The Cochrane Oral Health Group’s Trials Register, CENTRAL, Medline and Embase databases were searched.  Handsearching of a number of orthodontic journals was also undertaken. Orthodontic and IADR conference abstracts were searched along with the reference lists of identified studies. There were no restrictions with regard to publication status or language of publication.  Only randomised controlled trials involving fixed appliance therapy were included. Standard Cochrane methodological approaches were used.

  • 9 studies (571 participants) were included.
  • All trials were at high risk of bias.
  • None of the trials reported the important adverse outcome of root resorption.
  • 4 trials compared Multistrand stainless steel initial arch wires compared to superelastic nickel titanium (NiTi) initial arch wires. Because of difference comparisons and outcomes no meta-analysis was possible. There was insufficient evidence to identify differences in either rate of alignment or pain between stainless steel and NiTi initial arch wires.
  • 2 trials compared conventional (stabilised) NiTi initial arch wires compared to superelastic NiTi initial arch wires.
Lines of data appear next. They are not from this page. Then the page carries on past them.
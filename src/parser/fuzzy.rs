use super::camel;
use crate::acronyms::AcronymList;
use crate::identifier::{Identifier, Segment};
use crate::orthography::AcronymHandling;
use unicode_general_category::{get_general_category, GeneralCategory};

/// Best-effort parse of a string in an unknown convention.
///
/// Tries, in order: whitespace-separated words, punctuation-separated words,
/// camel case. Never fails; at worst the whole input becomes one segment.
pub fn parse<A>(input: &str, acronyms: &A) -> Identifier
where
    A: AcronymList + ?Sized,
{
    let input = input.trim();

    let words = pieces(input.split(char::is_whitespace));
    if words.len() > 1 {
        tracing::trace!(input, "fuzzy parse: whitespace separated");
        return classify(words, acronyms);
    }

    let single = words.first().copied().unwrap_or_default();
    let bits = pieces(single.split(is_punctuation));
    if bits.len() > 1 {
        tracing::trace!(input, "fuzzy parse: punctuation separated");
        return classify(bits, acronyms);
    }

    tracing::trace!(input, "fuzzy parse: camel case");
    let rest = bits.first().copied().unwrap_or_default();
    camel::split(rest, AcronymHandling::AsWords, acronyms)
        .into_iter()
        .collect()
}

/// Unicode punctuation (`Pc`, `Pd`, `Ps`, `Pe`, `Pi`, `Pf`, `Po`). Symbols
/// such as `$`, `+` or `~` are not punctuation.
fn is_punctuation(c: char) -> bool {
    matches!(
        get_general_category(c),
        GeneralCategory::ConnectorPunctuation
            | GeneralCategory::DashPunctuation
            | GeneralCategory::OpenPunctuation
            | GeneralCategory::ClosePunctuation
            | GeneralCategory::InitialPunctuation
            | GeneralCategory::FinalPunctuation
            | GeneralCategory::OtherPunctuation
    )
}

fn pieces<'a>(split: impl Iterator<Item = &'a str>) -> Vec<&'a str> {
    split
        .filter(|piece| piece.chars().any(char::is_alphanumeric))
        .collect()
}

fn classify<A>(pieces: Vec<&str>, acronyms: &A) -> Identifier
where
    A: AcronymList + ?Sized,
{
    pieces
        .into_iter()
        .map(|piece| Segment::classified(piece, acronyms.is_acronym(piece)))
        .collect()
}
There was insufficient evidence to identify differences between the two.
  • 3 trials compared single-strand superelastic NiTi initial arch wires compared to other NiTi (coaxial, copper NiTi (CuNiTi) or thermoelastic) initial arch wires. There is very weak unreliable evidence, based on one very small study (n = 24) at high risk of bias, that coaxial superelastic NiTi may produce greater tooth movement over 12 weeks, but no information on associated pain or root resorption. This result should be interpreted with caution until further research evidence is available. There is insufficient evidence to determine whether or not there is a difference between either thermoelastic or CuNiTi and superelastic NiTi initial arch wires.

The authors concluded

 There is no reliable evidence from the trials included in this review that any specific initial arch wire material is better or worse than another with regard to speed of alignment or pain. There is no evidence at all about the effect of initial arch wire materials on the important adverse effect of root resorption. Further well-designed and conducted, adequately-powered, RCTs are required to determine whether the performance of initial arch wire materials as demonstrated in the laboratory, makes a clinically important difference to the alignment of teeth in the initial stage of orthodontic treatment in patients.


Jian F, Lai W, Furness S, McIntyre GT, Millett DT, Hickman J, Wang Y. Initial arch wires for tooth alignment during orthodontic treatment with fixed appliances. Cochrane Database of Systematic Reviews 2013, Issue 4. Art. No.: CD007859. DOI: 10.1002/14651858.CD007859.pub3.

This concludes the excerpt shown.